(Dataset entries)
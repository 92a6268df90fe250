//! Batch metadata loading.
//!
//! The metadata table holds one row per (batch, version) with the portal
//! status the external system reported for it. Each row expands into one
//! `DocumentRecord` per document type, with the storage key derived from the
//! fixed naming convention `{docType}/{batch}/{batch}_{version}.pdf`.

use crate::storage::DataSource;
use crate::{DocType, DocumentRecord};
use serde::Deserialize;
use std::collections::{BTreeSet, HashSet};
use std::io::Read;
use std::path::{Path, PathBuf};
use thiserror::Error;

#[derive(Debug, Error)]
pub enum MetadataError {
    #[error("Error loading data: cannot read {path}: {source}")]
    Read {
        path: PathBuf,
        #[source]
        source: std::io::Error,
    },
    #[error("Error loading data: malformed metadata: {0}")]
    Csv(#[from] csv::Error),
    #[error("Error loading data: batch {batch} has invalid version count 0")]
    InvalidVersion { batch: String },
    #[error("Error loading data: duplicate version {version} for {batch}/{doc_type}")]
    DuplicateVersion {
        batch: String,
        doc_type: DocType,
        version: u32,
    },
}

pub type Result<T> = std::result::Result<T, MetadataError>;

/// One row of the metadata table.
#[derive(Debug, Clone, Deserialize, PartialEq, Eq)]
pub struct MetadataRow {
    #[serde(rename = "Batch")]
    pub batch: String,
    pub batch_count: u32,
    #[serde(default)]
    pub portal_status: Option<String>,
    #[serde(default)]
    pub reason: Option<String>,
}

/// Where the metadata rows came from.
#[derive(Debug, Clone, PartialEq, Eq)]
pub enum MetadataOrigin {
    File(PathBuf),
    BuiltInSample,
    /// Rows handed over by the caller.
    InMemory,
}

/// The full document table for one session.
#[derive(Debug, Clone)]
pub struct Catalog {
    records: Vec<DocumentRecord>,
    origin: MetadataOrigin,
    source: DataSource,
}

impl Catalog {
    /// Load the metadata file at `path`, or the built-in sample if it is absent.
    ///
    /// `source` is the data source chosen by the storage probe; it is carried
    /// on the catalog so later document fetches use the same decision.
    pub fn load(path: &Path, source: DataSource) -> Result<Self> {
        let (rows, origin) = if path.exists() {
            let file = std::fs::File::open(path).map_err(|source| MetadataError::Read {
                path: path.to_path_buf(),
                source,
            })?;
            (read_rows(file)?, MetadataOrigin::File(path.to_path_buf()))
        } else {
            tracing::info!(path = %path.display(), "metadata file absent, using built-in sample");
            (sample_rows(), MetadataOrigin::BuiltInSample)
        };

        let records = expand(&rows)?;
        tracing::info!(records = records.len(), source = %source, "metadata loaded");

        Ok(Self {
            records,
            origin,
            source,
        })
    }

    /// Build a catalog from rows already in memory.
    pub fn from_rows(rows: &[MetadataRow], source: DataSource) -> Result<Self> {
        Ok(Self {
            records: expand(rows)?,
            origin: MetadataOrigin::InMemory,
            source,
        })
    }

    pub fn records(&self) -> &[DocumentRecord] {
        &self.records
    }

    pub fn origin(&self) -> &MetadataOrigin {
        &self.origin
    }

    pub fn source(&self) -> DataSource {
        self.source
    }

    /// Distinct batch ids, sorted.
    pub fn batches(&self) -> Vec<String> {
        self.records
            .iter()
            .map(|r| r.batch.clone())
            .collect::<BTreeSet<_>>()
            .into_iter()
            .collect()
    }

    /// Distinct versions of one batch/type, sorted ascending.
    pub fn versions(&self, batch: &str, doc_type: DocType) -> Vec<u32> {
        self.records
            .iter()
            .filter(|r| r.batch == batch && r.doc_type == doc_type)
            .map(|r| r.version)
            .collect::<BTreeSet<_>>()
            .into_iter()
            .collect()
    }

    pub fn find(&self, batch: &str, doc_type: DocType, version: u32) -> Option<&DocumentRecord> {
        self.records
            .iter()
            .find(|r| r.batch == batch && r.doc_type == doc_type && r.version == version)
    }
}

/// Parse metadata rows from CSV with a header line.
pub fn read_rows<R: Read>(reader: R) -> Result<Vec<MetadataRow>> {
    let mut csv_reader = csv::ReaderBuilder::new().trim(csv::Trim::All).from_reader(reader);
    let mut rows = Vec::new();
    for row in csv_reader.deserialize() {
        rows.push(row?);
    }
    Ok(rows)
}

/// Fixed demo dataset used when no metadata file exists.
pub fn sample_rows() -> Vec<MetadataRow> {
    let data = [
        ("B001", 1, "Pending", ""),
        ("B001", 2, "Accepted", "Approved by agent"),
        ("B002", 1, "Rejected", "Missing information"),
        ("B002", 2, "Pending", ""),
        ("B003", 1, "Accepted", "Complete documentation"),
        ("B003", 2, "In Review", "Waiting for verification"),
    ];

    data.iter()
        .map(|(batch, count, status, reason)| MetadataRow {
            batch: batch.to_string(),
            batch_count: *count,
            portal_status: Some(status.to_string()),
            reason: Some(reason.to_string()),
        })
        .collect()
}

/// Expand metadata rows into one record per row and document type.
pub fn expand(rows: &[MetadataRow]) -> Result<Vec<DocumentRecord>> {
    let mut seen = HashSet::new();
    let mut records = Vec::with_capacity(rows.len() * DocType::ALL.len());

    for row in rows {
        if row.batch_count == 0 {
            return Err(MetadataError::InvalidVersion {
                batch: row.batch.clone(),
            });
        }

        let portal_status = row
            .portal_status
            .clone()
            .filter(|s| !s.is_empty())
            .unwrap_or_else(|| "Unknown".to_string());
        let reason = row.reason.clone().unwrap_or_default();

        for doc_type in DocType::ALL {
            if !seen.insert((row.batch.clone(), doc_type, row.batch_count)) {
                return Err(MetadataError::DuplicateVersion {
                    batch: row.batch.clone(),
                    doc_type,
                    version: row.batch_count,
                });
            }

            records.push(DocumentRecord {
                batch: row.batch.clone(),
                doc_type,
                version: row.batch_count,
                storage_key: storage_key(doc_type, &row.batch, row.batch_count),
                portal_status: portal_status.clone(),
                reason: reason.clone(),
            });
        }
    }

    Ok(records)
}

/// Storage key for a document under the fixed naming convention.
pub fn storage_key(doc_type: DocType, batch: &str, version: u32) -> String {
    format!("{doc_type}/{batch}/{batch}_{version}.pdf")
}

#[cfg(test)]
mod tests {
    use super::*;

    #[test]
    fn storage_key_follows_naming_convention() {
        assert_eq!(storage_key(DocType::CI, "B001", 2), "CI/B001/B001_2.pdf");
        assert_eq!(storage_key(DocType::PL, "BATCH7", 10), "PL/BATCH7/BATCH7_10.pdf");
    }

    #[test]
    fn sample_expands_to_two_records_per_row() {
        let records = expand(&sample_rows()).unwrap();
        assert_eq!(records.len(), 12);

        let first = &records[0];
        assert_eq!(first.batch, "B001");
        assert_eq!(first.doc_type, DocType::CI);
        assert_eq!(first.version, 1);
        assert_eq!(first.storage_key, "CI/B001/B001_1.pdf");
        assert_eq!(first.portal_status, "Pending");
        assert_eq!(first.reason, "");
        assert_eq!(first.file_name(), "B001_1.pdf");
    }

    #[test]
    fn read_rows_handles_optional_columns() {
        let csv = "Batch,batch_count,portal_status,reason\n\
                   B010,1,Pending,\n\
                   B010,2,,\"Late, resubmitted\"\n";
        let rows = read_rows(csv.as_bytes()).unwrap();
        assert_eq!(rows.len(), 2);

        let records = expand(&rows).unwrap();
        assert_eq!(records[0].portal_status, "Pending");
        assert_eq!(records[0].reason, "");
        assert_eq!(records[2].portal_status, "Unknown");
        assert_eq!(records[2].reason, "Late, resubmitted");
    }

    #[test]
    fn read_rows_without_status_columns() {
        let rows = read_rows("Batch,batch_count\nB001,3\n".as_bytes()).unwrap();
        let records = expand(&rows).unwrap();
        assert_eq!(records.len(), 2);
        assert!(records.iter().all(|r| r.portal_status == "Unknown"));
    }

    #[test]
    fn malformed_count_is_an_error() {
        let err = read_rows("Batch,batch_count\nB001,many\n".as_bytes()).unwrap_err();
        assert!(matches!(err, MetadataError::Csv(_)));
    }

    #[test]
    fn duplicate_version_is_rejected() {
        let rows = read_rows("Batch,batch_count\nB001,1\nB001,1\n".as_bytes()).unwrap();
        let err = expand(&rows).unwrap_err();
        assert!(matches!(
            err,
            MetadataError::DuplicateVersion { version: 1, .. }
        ));
    }

    #[test]
    fn zero_version_is_rejected() {
        let rows = read_rows("Batch,batch_count\nB001,0\n".as_bytes()).unwrap();
        assert!(matches!(
            expand(&rows).unwrap_err(),
            MetadataError::InvalidVersion { .. }
        ));
    }

    #[test]
    fn load_falls_back_to_sample_when_file_missing() {
        let dir = tempfile::tempdir().unwrap();
        let catalog = Catalog::load(&dir.path().join("missing.csv"), DataSource::LocalSample).unwrap();

        assert_eq!(catalog.origin(), &MetadataOrigin::BuiltInSample);
        assert_eq!(catalog.source(), DataSource::LocalSample);
        assert_eq!(catalog.batches(), vec!["B001", "B002", "B003"]);
        assert_eq!(catalog.versions("B002", DocType::PL), vec![1, 2]);
    }

    #[test]
    fn load_reads_file_when_present() {
        let dir = tempfile::tempdir().unwrap();
        let path = dir.path().join("Manual_Review.csv");
        std::fs::write(
            &path,
            "Batch,batch_count,portal_status,reason\nZ9,3,Pending,\nZ9,1,Accepted,fine\n",
        )
        .unwrap();

        let catalog = Catalog::load(&path, DataSource::Remote).unwrap();
        assert_eq!(catalog.origin(), &MetadataOrigin::File(path.clone()));
        assert_eq!(catalog.records().len(), 4);
        assert_eq!(catalog.versions("Z9", DocType::CI), vec![1, 3]);
        assert_eq!(
            catalog.find("Z9", DocType::PL, 1).map(|r| r.reason.as_str()),
            Some("fine")
        );
        assert!(catalog.find("Z9", DocType::PL, 2).is_none());
    }

    #[test]
    fn rows_in_memory_are_not_the_sample() {
        let rows = read_rows("Batch,batch_count\nQ1,1\nQ1,2\n".as_bytes()).unwrap();
        let catalog = Catalog::from_rows(&rows, DataSource::Remote).unwrap();

        assert_eq!(catalog.origin(), &MetadataOrigin::InMemory);
        assert_eq!(catalog.source(), DataSource::Remote);
        assert_eq!(catalog.batches(), vec!["Q1"]);
    }
}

> **INSTRUCTIONS TO FOLLOW**
Look through the data and gather every line with the string "first" in it.

> **ANSWER TO THIS TASK**
        let first = &records[0];
        assert_eq!(first.batch, "B001");
        assert_eq!(first.doc_type, DocType::CI);
        assert_eq!(first.version, 1);
        assert_eq!(first.storage_key, "CI/B001/B001_1.pdf");
        assert_eq!(first.portal_status, "Pending");
        assert_eq!(first.reason, "");
        assert_eq!(first.file_name(), "B001_1.pdf");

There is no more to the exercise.